In full and without alteration, transcribe the listing.

_____

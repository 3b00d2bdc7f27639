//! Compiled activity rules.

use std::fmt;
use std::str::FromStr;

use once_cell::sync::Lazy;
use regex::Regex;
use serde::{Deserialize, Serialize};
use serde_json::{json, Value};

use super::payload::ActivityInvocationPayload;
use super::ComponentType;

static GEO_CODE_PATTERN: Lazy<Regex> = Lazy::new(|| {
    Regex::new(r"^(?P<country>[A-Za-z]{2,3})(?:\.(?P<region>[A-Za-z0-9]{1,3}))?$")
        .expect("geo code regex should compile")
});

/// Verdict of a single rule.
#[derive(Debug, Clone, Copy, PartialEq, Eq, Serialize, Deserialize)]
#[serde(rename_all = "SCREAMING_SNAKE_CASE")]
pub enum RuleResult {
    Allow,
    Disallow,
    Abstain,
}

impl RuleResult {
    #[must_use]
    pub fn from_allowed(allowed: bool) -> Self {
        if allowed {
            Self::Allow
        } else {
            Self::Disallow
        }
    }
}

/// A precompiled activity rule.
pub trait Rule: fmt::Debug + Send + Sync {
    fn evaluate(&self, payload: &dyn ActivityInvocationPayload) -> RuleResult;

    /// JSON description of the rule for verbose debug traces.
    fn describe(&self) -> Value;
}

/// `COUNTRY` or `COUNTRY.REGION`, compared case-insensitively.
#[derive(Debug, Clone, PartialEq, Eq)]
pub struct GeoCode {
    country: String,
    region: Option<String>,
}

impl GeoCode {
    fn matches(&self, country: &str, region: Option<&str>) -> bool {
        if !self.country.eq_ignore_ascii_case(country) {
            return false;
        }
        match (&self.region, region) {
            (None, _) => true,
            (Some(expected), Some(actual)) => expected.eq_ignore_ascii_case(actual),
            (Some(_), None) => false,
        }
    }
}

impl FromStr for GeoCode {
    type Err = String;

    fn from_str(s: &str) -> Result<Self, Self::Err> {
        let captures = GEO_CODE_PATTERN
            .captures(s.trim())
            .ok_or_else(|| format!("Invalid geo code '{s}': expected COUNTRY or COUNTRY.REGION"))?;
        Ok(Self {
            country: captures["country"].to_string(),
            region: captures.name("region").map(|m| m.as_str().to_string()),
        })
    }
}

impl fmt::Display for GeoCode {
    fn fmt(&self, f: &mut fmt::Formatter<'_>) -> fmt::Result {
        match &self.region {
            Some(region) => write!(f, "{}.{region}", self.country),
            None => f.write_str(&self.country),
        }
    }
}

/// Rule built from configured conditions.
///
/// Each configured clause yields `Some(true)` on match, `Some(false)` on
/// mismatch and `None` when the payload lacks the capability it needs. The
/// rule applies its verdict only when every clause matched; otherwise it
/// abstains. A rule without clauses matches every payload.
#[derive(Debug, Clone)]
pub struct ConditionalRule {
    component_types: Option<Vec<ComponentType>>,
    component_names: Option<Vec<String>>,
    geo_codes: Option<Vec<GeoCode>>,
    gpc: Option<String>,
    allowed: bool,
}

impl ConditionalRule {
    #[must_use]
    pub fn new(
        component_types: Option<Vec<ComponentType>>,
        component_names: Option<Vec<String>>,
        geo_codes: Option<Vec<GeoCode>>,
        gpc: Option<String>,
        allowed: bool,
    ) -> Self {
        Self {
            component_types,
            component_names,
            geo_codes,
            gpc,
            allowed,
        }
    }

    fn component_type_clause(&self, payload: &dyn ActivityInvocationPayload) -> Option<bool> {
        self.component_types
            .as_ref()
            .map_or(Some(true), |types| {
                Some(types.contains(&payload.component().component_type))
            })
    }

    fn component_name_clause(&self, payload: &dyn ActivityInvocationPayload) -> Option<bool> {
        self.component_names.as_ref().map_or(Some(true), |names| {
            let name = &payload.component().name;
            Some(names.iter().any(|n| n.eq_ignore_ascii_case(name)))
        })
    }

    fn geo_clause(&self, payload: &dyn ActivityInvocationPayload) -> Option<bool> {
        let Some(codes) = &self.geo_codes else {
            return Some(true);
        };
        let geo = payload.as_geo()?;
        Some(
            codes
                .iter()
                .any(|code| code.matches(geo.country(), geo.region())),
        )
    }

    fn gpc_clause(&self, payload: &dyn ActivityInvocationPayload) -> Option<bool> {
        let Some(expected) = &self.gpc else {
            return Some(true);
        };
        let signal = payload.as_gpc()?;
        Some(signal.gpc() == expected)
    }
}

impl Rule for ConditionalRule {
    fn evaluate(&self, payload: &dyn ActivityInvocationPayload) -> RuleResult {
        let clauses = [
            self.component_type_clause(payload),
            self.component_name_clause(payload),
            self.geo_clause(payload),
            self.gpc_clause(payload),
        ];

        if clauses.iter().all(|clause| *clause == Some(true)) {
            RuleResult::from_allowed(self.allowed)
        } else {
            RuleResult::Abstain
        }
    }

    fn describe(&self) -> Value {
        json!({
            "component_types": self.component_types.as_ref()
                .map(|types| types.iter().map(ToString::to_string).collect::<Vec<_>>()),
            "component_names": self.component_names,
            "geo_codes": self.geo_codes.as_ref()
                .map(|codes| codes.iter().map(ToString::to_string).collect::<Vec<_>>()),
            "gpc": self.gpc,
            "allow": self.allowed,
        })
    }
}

_____

Reply:
repository 3b00d2bdc7f27639
//! Compiled activity rules.

use std::fmt;
use std::str::FromStr;

use once_cell::sync::Lazy;
use regex::Regex;
use serde::{Deserialize, Serialize};
use serde_json::{json, Value};

use super::payload::ActivityInvocationPayload;
use super::ComponentType;

static GEO_CODE_PATTERN: Lazy<Regex> = Lazy::new(|| {
    Regex::new(r"^(?P<country>[A-Za-z]{2,3})(?:\.(?P<region>[A-Za-z0-9]{1,3}))?$")
        .expect("geo code regex should compile")
});

/// Verdict of a single rule.
#[derive(Debug, Clone, Copy, PartialEq, Eq, Serialize, Deserialize)]
#[serde(rename_all = "SCREAMING_SNAKE_CASE")]
pub enum RuleResult {
    Allow,
    Disallow,
    Abstain,
}

impl RuleResult {
    #[must_use]
    pub fn from_allowed(allowed: bool) -> Self {
        if allowed {
            Self::Allow
        } else {
            Self::Disallow
        }
    }
}

/// A precompiled activity rule.
pub trait Rule: fmt::Debug + Send + Sync {
    fn evaluate(&self, payload: &dyn ActivityInvocationPayload) -> RuleResult;

    /// JSON description of the rule for verbose debug traces.
    fn describe(&self) -> Value;
}

/// `COUNTRY` or `COUNTRY.REGION`, compared case-insensitively.
#[derive(Debug, Clone, PartialEq, Eq)]
pub struct GeoCode {
    country: String,
    region: Option<String>,
}

impl GeoCode {
    fn matches(&self, country: &str, region: Option<&str>) -> bool {
        if !self.country.eq_ignore_ascii_case(country) {
            return false;
        }
        match (&self.region, region) {
            (None, _) => true,
            (Some(expected), Some(actual)) => expected.eq_ignore_ascii_case(actual),
            (Some(_), None) => false,
        }
    }
}

impl FromStr for GeoCode {
    type Err = String;

    fn from_str(s: &str) -> Result<Self, Self::Err> {
        let captures = GEO_CODE_PATTERN
            .captures(s.trim())
            .ok_or_else(|| format!("Invalid geo code '{s}': expected COUNTRY or COUNTRY.REGION"))?;
        Ok(Self {
            country: captures["country"].to_string(),
            region: captures.name("region").map(|m| m.as_str().to_string()),
        })
    }
}

impl fmt::Display for GeoCode {
    fn fmt(&self, f: &mut fmt::Formatter<'_>) -> fmt::Result {
        match &self.region {
            Some(region) => write!(f, "{}.{region}", self.country),
            None => f.write_str(&self.country),
        }
    }
}

/// Rule built from configured conditions.
///
/// Each configured clause yields `Some(true)` on match, `Some(false)` on
/// mismatch and `None` when the payload lacks the capability it needs. The
/// rule applies its verdict only when every clause matched; otherwise it
/// abstains. A rule without clauses matches every payload.
#[derive(Debug, Clone)]
pub struct ConditionalRule {
    component_types: Option<Vec<ComponentType>>,
    component_names: Option<Vec<String>>,
    geo_codes: Option<Vec<GeoCode>>,
    gpc: Option<String>,
    allowed: bool,
}

impl ConditionalRule {
    #[must_use]
    pub fn new(
        component_types: Option<Vec<ComponentType>>,
        component_names: Option<Vec<String>>,
        geo_codes: Option<Vec<GeoCode>>,
        gpc: Option<String>,
        allowed: bool,
    ) -> Self {
        Self {
            component_types,
            component_names,
            geo_codes,
            gpc,
            allowed,
        }
    }

    fn component_type_clause(&self, payload: &dyn ActivityInvocationPayload) -> Option<bool> {
        self.component_types
            .as_ref()
            .map_or(Some(true), |types| {
                Some(types.contains(&payload.component().component_type))
            })
    }

    fn component_name_clause(&self, payload: &dyn ActivityInvocationPayload) -> Option<bool> {
        self.component_names.as_ref().map_or(Some(true), |names| {
            let name = &payload.component().name;
            Some(names.iter().any(|n| n.eq_ignore_ascii_case(name)))
        })
    }

    fn geo_clause(&self, payload: &dyn ActivityInvocationPayload) -> Option<bool> {
        let Some(codes) = &self.geo_codes else {
            return Some(true);
        };
        let geo = payload.as_geo()?;
        Some(
            codes
                .iter()
                .any(|code| code.matches(geo.country(), geo.region())),
        )
    }

    fn gpc_clause(&self, payload: &dyn ActivityInvocationPayload) -> Option<bool> {
        let Some(expected) = &self.gpc else {
            return Some(true);
        };
        let signal = payload.as_gpc()?;
        Some(signal.gpc() == expected)
    }
}

impl Rule for ConditionalRule {
    fn evaluate(&self, payload: &dyn ActivityInvocationPayload) -> RuleResult {
        let clauses = [
            self.component_type_clause(payload),
            self.component_name_clause(payload),
            self.geo_clause(payload),
            self.gpc_clause(payload),
        ];

        if clauses.iter().all(|clause| *clause == Some(true)) {
            RuleResult::from_allowed(self.allowed)
        } else {
            RuleResult::Abstain
        }
    }

    fn describe(&self) -> Value {
        json!({
            "component_types": self.component_types.as_ref()
                .map(|types| types.iter().map(ToString::to_string).collect::<Vec<_>>()),
            "component_names": self.component_names,
            "geo_codes": self.geo_codes.as_ref()
                .map(|codes| codes.iter().map(ToString::to_string).collect::<Vec<_>>()),
            "gpc": self.gpc,
            "allow": self.allowed,
        })
    }
}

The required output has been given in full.